Fermentors and Fermentor Operation #
9.7 MICROBIAL EXPERIMENTATION IN THE FERMENTATION
INDUSTRY: THE PLACE OF THE PILOT PLANT
When the microorganism used in a fermentation is new, experimentation must be carried
out to determine conditions for its maximum productivity. It is usual to initiate the
studies in a series of conical flasks of increasing size and to progress through a 10-20 liter
fermentor to a pilot plant (100-500 liter) and finally to a production plant (10,000-
200,000 liters). The processes involved in the increasing scale of operation culminating in
the production plant are known as scaling up.

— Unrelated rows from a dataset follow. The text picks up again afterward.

//! Per-token log-probabilities of the tokens actually present in a sequence.

use crate::{Result, RlftError};
use tch::{Device, Kind, Tensor};

/// A causal language model producing next-token logits.
pub trait CausalLm {
    /// Logits `[batch, seq_len, vocab]` for `input_ids` `[batch, seq_len]`.
    fn forward(&self, input_ids: &Tensor) -> Result<Tensor>;

    /// Logits with adapter layers bypassed, for this call only.
    ///
    /// Must reproduce the base model exactly and must not change what any
    /// other call to [`CausalLm::forward`] observes.
    fn forward_base(&self, _input_ids: &Tensor) -> Result<Tensor> {
        Err(RlftError::Unsupported(
            "model has no adapter to disable".into(),
        ))
    }

    /// Whether [`CausalLm::forward_base`] is available.
    fn has_adapter(&self) -> bool {
        false
    }

    fn device(&self) -> Device;
}

/// Log-probability of each next token, computed one row at a time.
///
/// Drops the last logit position (nothing left to predict) and the first
/// token (nothing predicts it), so the result is `[batch, seq_len - 1]`.
/// Only one row's `[seq_len - 1, vocab]` log-softmax is alive at a time.
pub fn logps_from_logits(logits: &Tensor, input_ids: &Tensor) -> Result<Tensor> {
    let (batch, seq_len) = input_ids.size2()?;
    let dims = logits.size();
    if dims.len() != 3 || dims[0] != batch || dims[1] != seq_len {
        return Err(RlftError::DataContract {
            row: None,
            reason: format!(
                "logits shape {:?} does not match input ids [{}, {}]",
                dims, batch, seq_len
            ),
        });
    }
    if seq_len < 2 {
        return Err(RlftError::DataContract {
            row: None,
            reason: "sequences need at least two tokens".into(),
        });
    }

    let logits = logits.narrow(1, 0, seq_len - 1);
    let targets = input_ids.narrow(1, 1, seq_len - 1);

    let mut rows = Vec::with_capacity(batch as usize);
    for i in 0..batch {
        let log_probs = logits.get(i).log_softmax(-1, Kind::Float);
        let index = targets.get(i).unsqueeze(1);
        rows.push(log_probs.gather(1, &index, false).squeeze_dim(1));
    }
    Ok(Tensor::stack(&rows, 0))
}

/// Gradient-tracked per-token log-probabilities of `model`.
pub fn per_token_logps(model: &dyn CausalLm, input_ids: &Tensor) -> Result<Tensor> {
    let logits = model.forward(input_ids)?;
    logps_from_logits(&logits, input_ids)
}

/// Reference log-probabilities, computed without gradient tracking.
///
/// Uses `reference` when given, otherwise the policy with its adapter
/// bypassed.
pub fn reference_logps(
    reference: Option<&dyn CausalLm>,
    policy: &dyn CausalLm,
    input_ids: &Tensor,
) -> Result<Tensor> {
    tch::no_grad(|| match reference {
        Some(model) => per_token_logps(model, input_ids),
        None => {
            let logits = policy.forward_base(input_ids)?;
            logps_from_logits(&logits, input_ids)
        }
    })
}

#[cfg(test)]
mod tests {
    use super::*;

    /// Logits depend only on the current token: row `t` of a `[V, V]` table.
    struct BigramLm {
        table: Tensor,
    }

    impl BigramLm {
        fn new(vocab: i64) -> Self {
            let table = Tensor::arange(vocab * vocab, (Kind::Float, Device::Cpu))
                .view([vocab, vocab])
                .sin()
                .set_requires_grad(true);
            Self { table }
        }
    }

    impl CausalLm for BigramLm {
        fn forward(&self, input_ids: &Tensor) -> Result<Tensor> {
            let (b, l) = input_ids.size2()?;
            let v = self.table.size()[1];
            Ok(self
                .table
                .index_select(0, &input_ids.flatten(0, 1))
                .view([b, l, v]))
        }

        fn device(&self) -> Device {
            Device::Cpu
        }
    }

    fn ids() -> Tensor {
        Tensor::from_slice(&[0i64, 3, 1, 2, 4, 4, 0, 1]).view([2, 4])
    }

    #[test]
    fn test_matches_full_log_softmax_gather() {
        let model = BigramLm::new(5);
        let ids = ids();
        let logps = per_token_logps(&model, &ids).unwrap();
        assert_eq!(logps.size(), vec![2, 3]);

        let logits = model.forward(&ids).unwrap().narrow(1, 0, 3);
        let expected = logits
            .log_softmax(-1, Kind::Float)
            .gather(2, &ids.narrow(1, 1, 3).unsqueeze(2), false)
            .squeeze_dim(2);
        let diff = (&logps - &expected).abs().max().double_value(&[]);
        assert!(diff < 1e-6, "max diff {}", diff);
    }

    #[test]
    fn test_single_entry_by_hand() {
        let model = BigramLm::new(5);
        let ids = ids();
        let logps = per_token_logps(&model, &ids).unwrap();

        // Row 1, column 2: token 0 predicts token 1.
        let row: Vec<f64> = Vec::<f64>::try_from(&model.table.get(0).detach()).unwrap();
        let max = row.iter().cloned().fold(f64::NEG_INFINITY, f64::max);
        let lse = max + row.iter().map(|x| (x - max).exp()).sum::<f64>().ln();
        let expected = row[1] - lse;
        assert!((logps.double_value(&[1, 2]) - expected).abs() < 1e-5);
    }

    #[test]
    fn test_policy_logps_track_gradients() {
        let model = BigramLm::new(5);
        let logps = per_token_logps(&model, &ids()).unwrap();
        assert!(logps.requires_grad());
    }

    #[test]
    fn test_reference_logps_are_detached() {
        let reference = BigramLm::new(5);
        let policy = BigramLm::new(5);
        let logps = reference_logps(Some(&reference), &policy, &ids()).unwrap();
        assert!(!logps.requires_grad());
        assert_eq!(logps.size(), vec![2, 3]);
    }

    #[test]
    fn test_reference_without_adapter_is_unsupported() {
        let policy = BigramLm::new(5);
        let err = reference_logps(None, &policy, &ids()).unwrap_err();
        assert!(matches!(err, RlftError::Unsupported(_)));
    }

    #[test]
    fn test_rejects_short_or_mismatched_input() {
        let model = BigramLm::new(5);
        let one = Tensor::from_slice(&[1i64, 2]).view([2, 1]);
        assert!(per_token_logps(&model, &one).is_err());

        let logits = Tensor::zeros([2, 3, 5], (Kind::Float, Device::Cpu));
        assert!(logps_from_logits(&logits, &ids()).is_err());
    }
}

On the other hand, in a well-established fermentation procedure, any change to be
introduced must be experimented on and tested out in a pilot plant whose function is to
simulate the conditions and structures of the production plant. This procedure is often
referred to as scaling down. The processes of scaling up and scaling down are essentially
in the domain of the chemical engineer who depends on data supplied by the
microbiologist.
Information gathered at the shake flask stage is used to predict requirements in the
pilot plant which itself serves a similar purpose for the production plant. The optimum
requirements of medium composition, aeration, temperature, redox potential, pH,
foaming, etc., are determined and extrapolated for the next higher scale. The pilot
fermentor is also used for training new recruits in the fermentation industry; it may also
be used for continuous fermentation where a large enough number of them exist.
One approach which helps facilitate translation of information from the pilot plant to
production is to reproduce the production plant as a geometrical replica of the pilot plant.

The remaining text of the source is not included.